# EXTRACTED DATA
//! Config command handlers

use std::path::PathBuf;

use anyhow::{bail, Context, Result};

use bookshelf_core::Config;

use crate::output::{Output, OutputFormat};

/// Show current configuration
pub fn show(config_path: Option<&PathBuf>, output: &Output) -> Result<()> {
    let config =
        Config::load_with_cli_override(config_path).context("Failed to load configuration")?;

    match output.format {
        OutputFormat::Json => {
            println!(
                "{}",
                serde_json::json!({
                    "data_dir": config.data_dir,
                    "seed_url": config.seed_url,
                    "seed_file": config.seed_file,
                    "page_size": config.page_size,
                    "log_file": config.log_file
                })
            );
        }
        OutputFormat::Quiet => {
            println!("{}", config.data_dir.display());
        }
        OutputFormat::Human => {
            let effective_path = config_path
                .cloned()
                .unwrap_or_else(Config::config_file_path);
            println!("Configuration:");
            println!("  data_dir:  {}", config.data_dir.display());
            println!(
                "  seed_url:  {}",
                config.seed_url.as_deref().unwrap_or("(not set)")
            );
            println!("  seed_file: {}", display_path(config.seed_file.as_ref()));
            println!("  page_size: {}", config.page_size);
            println!("  log_file:  {}", display_path(config.log_file.as_ref()));
            println!();
            println!("Config file: {}", effective_path.display());
            println!("Records:     {}", config.storage_path().display());
        }
    }

    Ok(())
}

/// Set a configuration value
pub fn set(
    key: String,
    value: String,
    config_path: Option<&PathBuf>,
    output: &Output,
) -> Result<()> {
    let mut config =
        Config::load_with_cli_override(config_path).context("Failed to load configuration")?;

    match key.as_str() {
        "data_dir" => {
            config.data_dir = value.clone().into();
        }
        "seed_url" => {
            config.seed_url = optional(&value);
        }
        "seed_file" => {
            config.seed_file = optional(&value).map(PathBuf::from);
        }
        "page_size" => {
            let size: usize = value
                .parse()
                .context("Invalid value for page_size. Use a positive number.")?;
            if size == 0 {
                bail!("Invalid value for page_size. Use a positive number.");
            }
            config.page_size = size;
        }
        "log_file" => {
            config.log_file = optional(&value).map(PathBuf::from);
        }
        _ => {
            bail!(
                "Unknown configuration key: '{}'\n\
                 Valid keys: data_dir, seed_url, seed_file, page_size, log_file",
                key
            );
        }
    }

    // Save to the CLI-specified path or default
    let save_path = config_path
        .cloned()
        .unwrap_or_else(Config::config_file_path);
    config
        .save_to_path(&save_path)
        .context("Failed to save configuration")?;

    output.success(&format!("Set {} = {}", key, value));

    Ok(())
}

/// Empty or "none" unsets a value
fn optional(value: &str) -> Option<String> {
    if value.is_empty() || value == "none" {
        None
    } else {
        Some(value.to_string())
    }
}

fn display_path(path: Option<&PathBuf>) -> String {
    path.map(|p| p.display().to_string())
        .unwrap_or_else(|| "(not set)".to_string())
}

#[cfg(test)]
mod tests {
    use super::*;
    use tempfile::TempDir;

    fn quiet() -> Output {
        Output::new(OutputFormat::Quiet)
    }

    #[test]
    fn test_set_and_reload() {
        let temp_dir = TempDir::new().unwrap();
        let path = temp_dir.path().join("config.toml");
        let initial = Config {
            data_dir: temp_dir.path().join("data"),
            ..Config::default()
        };
        initial.save_to_path(&path).unwrap();

        set("page_size".to_string(), "12".to_string(), Some(&path), &quiet()).unwrap();
        set(
            "seed_file".to_string(),
            "/srv/books.json".to_string(),
            Some(&path),
            &quiet(),
        )
        .unwrap();

        let saved = Config::load_from_path(&path).unwrap();
        assert_eq!(saved.data_dir, temp_dir.path().join("data"));
        assert_eq!(saved.page_size, 12);
        assert_eq!(saved.seed_file, Some(PathBuf::from("/srv/books.json")));
    }

    #[test]
    fn test_set_rejects_bad_values() {
        let temp_dir = TempDir::new().unwrap();
        let path = temp_dir.path().join("config.toml");
        Config {
            data_dir: temp_dir.path().join("data"),
            ..Config::default()
        }
        .save_to_path(&path)
        .unwrap();

        assert!(set("page_size".to_string(), "0".to_string(), Some(&path), &quiet()).is_err());
        assert!(set("colour".to_string(), "red".to_string(), Some(&path), &quiet()).is_err());
    }

    #[test]
    fn test_optional() {
        assert_eq!(optional("none"), None);
        assert_eq!(optional(""), None);
        assert_eq!(optional("x"), Some("x".to_string()));
    }
}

# DIRECTIONS
Return, from the material above, each line holding the string "println".

# SOLVED EXERCISE
            println!(
            println!("{}", config.data_dir.display());
            println!("Configuration:");
            println!("  data_dir:  {}", config.data_dir.display());
            println!(
            println!("  seed_file: {}", display_path(config.seed_file.as_ref()));
            println!("  page_size: {}", config.page_size);
            println!("  log_file:  {}", display_path(config.log_file.as_ref()));
            println!();
            println!("Config file: {}", effective_path.display());
            println!("Records:     {}", config.storage_path().display());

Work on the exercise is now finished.